As yet, there is no cure or effective treatment for this hereditary disorder.
The end result, then, is death, caused by such complications as infection
or heart failure.
Now Caltech
scientists have come one step closer to understanding how Huntingtons
disease develops and how it can be stopped. In a paper published in the
January 22 issue of the Proceedings of the National Academy of Sciences,
Professor of Biology Paul Patterson, postdoctoral scholar Ali Khoshnan,
and research assistant Jan Ko have blocked the effects of the disease
in cultured cells using antibodies.
Huntingtons
disease (HD) is caused by a mutation in the protein huntingtin (htt),
specifically by the expansion of a site on the protein called polyQ. Such
sites induce the production of antibodies that bind with a particular
site, normally to kill the antigen. Khoshnan and his colleagues made an
antibody that binds to the polyQ site, along with another antibody that
binds to a different site, called polyP. The idea was to block either
of these sites and see whether the toxic effects of mutant htt, which
kills nerve cells in the brain, could be blocked.
We
knew that the polyQ site was critical because when it is expanded by mutation
it causes HD, says Patterson. It was also known that the polyP
site on htt might be important for interfering with the functions of other
proteins. The investigators produced a modified version of the antibodies
that would allow them to be produced inside cells that also carry the
toxic mutant htt. They found a key result: when the antibody against the
polyP site is produced by cells carrying mutant htt, the cells are rescued,
or unaffected by the toxic HD protein. In striking contrast, when cells
carrying the toxic htt are induced to produce the antibody against the
polyQ site, the toxicity of htt is enhanced and the cells die even faster.
Khoshnan
and coworkers suggest that the surprising result with the polyQ antibody
may be due to the antibody stabilizing a shape of the mutant htt protein
in its most deadly form. Most important, though, says Patterson, is that
the rescue of the cells producing the polyP antibody may indicate this
is the site of the toxic htt in which the actual killing of cells takes
place, and that covering it up with an antibody saves the cell. Or,
an alternative interpretation is that the binding of the antibody preserves
the protein in a nontoxic shape, he says.
The researchers
have two goals in mind with their work: elucidating the mechanism of neuronal
death caused by mutant htt, and devising molecular strategies for blocking
its toxic effects.
To arrive
at their results, the scientists first developed eight monoclonal antibodies
(mAbs), finding the three that either inhibited or exacerbated the toxicity
of the mutant Htt protein. They next cloned the antigen-binding domains
of the three; that is, the portion of the mAbs that does the actual binding.

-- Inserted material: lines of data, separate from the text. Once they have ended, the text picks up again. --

//! Signal sources: buffers, impulse trains and sweeps.
//!
//! These stages sit at the root of a graph. The generators mirror the
//! original converter's test-signal options and give end-to-end scenarios
//! a source that needs no container I/O.

use remuestra_core::{shared, Outlet, OutletProvider, SharedOutlet, StreamFormat};

use crate::sample::Sample;

/// Replays an owned buffer.
pub struct VecSource<T> {
    data: Vec<T>,
    pos: usize,
}

impl<T> VecSource<T> {
    pub fn new(data: Vec<T>) -> Self {
        Self { data, pos: 0 }
    }
}

impl<T: Sample> Outlet<T> for VecSource<T> {
    fn at_end(&mut self) -> bool {
        self.pos >= self.data.len()
    }

    fn read(&mut self, buf: &mut [T]) -> usize {
        let n = buf.len().min(self.data.len() - self.pos);
        buf[..n].copy_from_slice(&self.data[self.pos..self.pos + n]);
        self.pos += n;
        n
    }
}

/// Pulls an outlet to exhaustion and returns everything it produced.
pub fn collect<T: Sample>(outlet: &SharedOutlet<T>, block: usize) -> Vec<T> {
    let mut all = Vec::new();
    let mut buf = vec![T::zero(); block];
    loop {
        let n = outlet.lock().unwrap().read(&mut buf);
        if n == 0 {
            break;
        }
        all.extend_from_slice(&buf[..n]);
    }
    all
}

struct ImpulseOutlet<T> {
    amp: f64,
    period: usize,
    remaining: usize,
    left: usize,
    _marker: std::marker::PhantomData<T>,
}

impl<T: Sample> Outlet<T> for ImpulseOutlet<T> {
    fn at_end(&mut self) -> bool {
        self.left == 0
    }

    fn read(&mut self, buf: &mut [T]) -> usize {
        let total = buf.len().min(self.left);
        let mut done = 0;
        while done < total {
            while self.remaining > 0 && done < total {
                buf[done] = T::zero();
                done += 1;
                self.remaining -= 1;
            }
            if done == total {
                break;
            }
            buf[done] = <T as Sample>::from_f64(self.amp);
            done += 1;
            self.remaining = self.period - 1;
        }
        self.left -= total;
        total
    }
}

/// Periodic unit impulses: `period - 1` zeros, then a pulse of amplitude
/// `amp`, repeated until `total` samples have been produced per channel.
pub struct ImpulseGenerator<T> {
    format: StreamFormat,
    outlets: Vec<SharedOutlet<T>>,
}

impl<T: Sample> ImpulseGenerator<T> {
    pub fn new(format: StreamFormat, amp: f64, period: usize, total: usize) -> Self {
        let outlets = (0..format.channels)
            .map(|_| {
                shared(ImpulseOutlet::<T> {
                    amp,
                    period,
                    remaining: period - 1,
                    left: total,
                    _marker: std::marker::PhantomData,
                })
            })
            .collect();
        Self { format, outlets }
    }
}

impl<T: Sample> OutletProvider<T> for ImpulseGenerator<T> {
    fn outlet(&self, channel: u32) -> SharedOutlet<T> {
        self.outlets[channel as usize].clone()
    }

    fn format(&self) -> StreamFormat {
        self.format.clone()
    }
}

struct SweepOutlet<T> {
    fs: f64,
    ch_offset: f64,
    start: f64,
    end: f64,
    amp: f64,
    total: usize,
    left: usize,
    phase: f64,
    _marker: std::marker::PhantomData<T>,
}

impl<T: Sample> Outlet<T> for SweepOutlet<T> {
    fn at_end(&mut self) -> bool {
        self.left == 0
    }

    fn read(&mut self, buf: &mut [T]) -> usize {
        let n = buf.len().min(self.left);
        for (i, s) in buf[..n].iter_mut().enumerate() {
            *s = <T as Sample>::from_f64(self.amp * (self.phase + self.ch_offset).sin());
            let f = self.end + (self.start - self.end) * (self.left - i) as f64 / self.total as f64;
            self.phase += 2.0 * std::f64::consts::PI * f / self.fs;
        }
        self.left -= n;
        n
    }
}

/// Linear frequency sweep from `start` to `end` Hz over `total` samples.
///
/// Channels beyond the first get a constant phase offset so that a
/// multi-channel sweep is not perfectly correlated across channels.
pub struct SweepGenerator<T> {
    format: StreamFormat,
    outlets: Vec<SharedOutlet<T>>,
}

impl<T: Sample> SweepGenerator<T> {
    pub fn new(format: StreamFormat, start: f64, end: f64, amp: f64, total: usize) -> Self {
        let fs = format.sample_rate as f64;
        let outlets = (0..format.channels)
            .map(|ch| {
                shared(SweepOutlet::<T> {
                    fs,
                    ch_offset: if start == 0.0 && end == 0.0 { 0.0 } else { ch as f64 },
                    start,
                    end,
                    amp,
                    total,
                    left: total,
                    phase: 0.0,
                    _marker: std::marker::PhantomData,
                })
            })
            .collect();
        Self { format, outlets }
    }
}

impl<T: Sample> OutletProvider<T> for SweepGenerator<T> {
    fn outlet(&self, channel: u32) -> SharedOutlet<T> {
        self.outlets[channel as usize].clone()
    }

    fn format(&self) -> StreamFormat {
        self.format.clone()
    }
}

#[cfg(test)]
mod tests {
    use super::*;
    use remuestra_core::FormatTag;

    #[test]
    fn vec_source_round_trips() {
        let data: Vec<f32> = (0..100).map(|i| i as f32).collect();
        let src = shared(VecSource::new(data.clone()));
        assert_eq!(collect(&src, 7), data);
    }

    #[test]
    fn impulse_generator_places_pulses() {
        let fmt = StreamFormat::new(FormatTag::IeeeFloat, 1, 44100, 32);
        let gen = ImpulseGenerator::<f64>::new(fmt, 1.0, 8, 40);
        let out = collect(&gen.outlet(0), 16);
        assert_eq!(out.len(), 40);
        for (i, &v) in out.iter().enumerate() {
            let expected = if i % 8 == 7 { 1.0 } else { 0.0 };
            assert_eq!(v, expected, "sample {i}");
        }
    }

    #[test]
    fn sweep_stays_within_amplitude() {
        let fmt = StreamFormat::new(FormatTag::IeeeFloat, 2, 48000, 32);
        let gen = SweepGenerator::<f32>::new(fmt, 20.0, 20000.0, 0.5, 4800);
        let left = collect(&gen.outlet(0), 1024);
        assert_eq!(left.len(), 4800);
        assert!(left.iter().all(|v| v.abs() <= 0.5 + 1e-6));
    }
}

Finally, they caused these domains to be produced inside cells that were
also making the mutant htt.
Potentially,
this knowledge could be useful in designing a therapeutic drug, one that
covers up that part of the mutant protein that kills healthy cells,
says Patterson. The next stage of the work will be to deliver this
antibody into the brains of mice that carry the human mutant gene and
that have developed motor symptoms that are related to the disease. We
want to see if this antibody can rescue these mice, even after they show
signs of the disease. These experiments are, however, just beginning.